Я знала, что крупнейшие парижские музеи, а их немного, сдают планы на ближайшие два года в июне, поэтому в августе 2015-го моя миссия была сравнима с миссией Агента 007. 31 августа я встретила давнего друга и коллегу, директора Центра Помпиду Бернара Блистена, который шесть лет назад подарил МАММ к открытию нового здания блистательную выставку Fluxus. 2017 год для Бобура – юбилейный, им сорок лет, а МАММ – двадцать! К юбилеям принято обмениваться подарками. У Бобура, как у нас и как у всех мировых музеев, катастрофически не хватает денег на развитие музейных коллекций, поэтому фонды пополняются прежде всего благодаря дарам. Бернар Блистен, понимая, что юбилей – это не только выставки-хиты, но и расширение собрания, объявил 2016-й годом дарителей и меценатов («A L’Honeur des donateurs!»). Тут-то и всплыла моя давняя идея. Я предложила Центру Помпиду собрать масштабную, хронологически и логически выстроенную коллекцию нашего современного искусства. Тем более что именно в Центре Помпиду находится лучшее в мире собрание русского авангарда. Кстати, во многом благодаря дарам самих художников, их наследников и меценатов. Бернар Блистен, человек с колоссальной эрудицией, тонкий и всерьез влюбленный в русскую культуру, идею поддержал.
Парадокс в том, что денег на закупки у музеев практически нет, а принимают они только те дары, которые хотят. Именно поэтому музейные коллекции определяют историю искусства и художественные тренды. Попадание работ художника в собрание крупнейшего музея повышает статус и престиж художника, уровень цен на его произведения, поэтому предложений море, а кураторский совет музея и закупочная комиссия, включающая внешних экспертов, отбирают капли. Надо было найти работы, добиться того, чтобы мой сокуратор от Центра Помпиду Николя Луччи-Гутников и Бернар Блистен согласились с выбором художников и их работ, убедить комиссии в том, что их надо принять в дар. У нас получилось!
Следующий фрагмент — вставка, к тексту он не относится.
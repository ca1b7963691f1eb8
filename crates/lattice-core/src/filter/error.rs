//! # Lattice Core Filter Errors
use thiserror::Error;

#[derive(Debug, Error, Clone, PartialEq, Eq)]
pub enum FilterError {
    #[error("Empty filter expression")]
    Empty,

    #[error("Invalid filter '{expression}' at position {position}: {reason}")]
    Syntax {
        expression: String,
        position: usize,
        reason: String,
    },
}
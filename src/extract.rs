//! `Json` and `Query` extractors whose rejections use the plain-text error
//! bodies of [`AppError`].

use axum::extract::{FromRequest, FromRequestParts};

use crate::error::AppError;

#[derive(FromRequest)]
#[from_request(via(axum::Json), rejection(AppError))]
pub struct ApiJson<T>(pub T);

#[derive(FromRequestParts)]
#[from_request(via(axum::extract::Query), rejection(AppError))]
pub struct ApiQuery<T>(pub T);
Главное спасибо Фонду Владимира Потанина. Он закупал работы, закупал прежде всего у художников. Но «Коллекция!» не получилась бы без поддержки и щедрых даров коллекционеров. Именно у них часто были важнейшие работы, без которых пазл «Современное искусство в СССР и России 1950-2000» не сложился бы. Людям искусства трудно объединяться, коллекционерам – тем более. Каждая коллекция – выражение индивидуальности, личности собирателя, часть его жизни. Коллекционирование – это азарт, страсть, в конце концов, инвестиция. То, что в проекте объединились более сорока дарителей, – чудо. Владимир и Екатерина Семенихины, Tsukanov Family Foundation, Тамаз и Ивета Манашеровы, Инна Баженова и Дмитрий Саморуков, Ник Ильин, Дмитрий Волков и другие (хочется поблагодарить всех, но точно не дадут…) позволили своими дарами проекту в Центре Помпиду обрести масштаб.
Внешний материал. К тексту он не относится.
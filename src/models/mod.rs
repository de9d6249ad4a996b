pub mod body_metric;
pub mod exercise;
pub mod fields;
pub mod from_row;
pub mod page;
pub mod todo;
pub mod user;
pub mod workout;
pub mod workout_set;

pub use body_metric::{BodyMetric, CreateBodyMetric, UpdateBodyMetric};
pub use exercise::{CreateExercise, Exercise, ExerciseFilter, ExerciseType, UpdateExercise};
pub use from_row::FromSqliteRow;
pub use page::{Page, PageParams};
pub use todo::{Todo, TodoInput};
pub use user::{Me, Profile, User};
pub use workout::{
    CreateWorkout, EndWorkout, RangeQuery, TimeRange, UpdateWorkout, Workout, WorkoutDetail,
};
pub use workout_set::{CreateWorkoutSet, UpdateWorkoutSet, WorkoutSet};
Бессонные ночи, бесконечные и часто очень эмоциональные дискуссии, в которых мы с французскими партнерами учились понимать друг друга и находить компромисс между моим взглядом «изнутри» и их взглядом «снаружи», остались позади. Выставка «Коллекция! Современное искусство в СССР и России 1950–2000» с грандиозным успехом открылась в Париже и будет работать до 27 марта 2017 года. Работы шестидесяти пяти наших художников, всего 357 произведений и уникальных документов, дают возможность достаточно полно представить развитие русского современного искусства. Благодаря Благотворительному фонду Владимира Потанина полгода в Центре Помпиду будет проходить образовательная программа, которая расширит это представление. Теперь никто не скажет, что русского современного искусства в мировом художественном пространстве меньше пикселя.
Все участники парижского проекта счастливы – художники, коллекционеры, Фонд Владимира Потанина, Центр Помпиду. Главное – впереди. Уверена, что и коллекция Бобура, и коллекции других крупнейших мировых музеев, и коллекции отечественных музеев будут пополняться новыми дарами. Дарить подарки приятно. Хороший пример заразителен.Ɔ.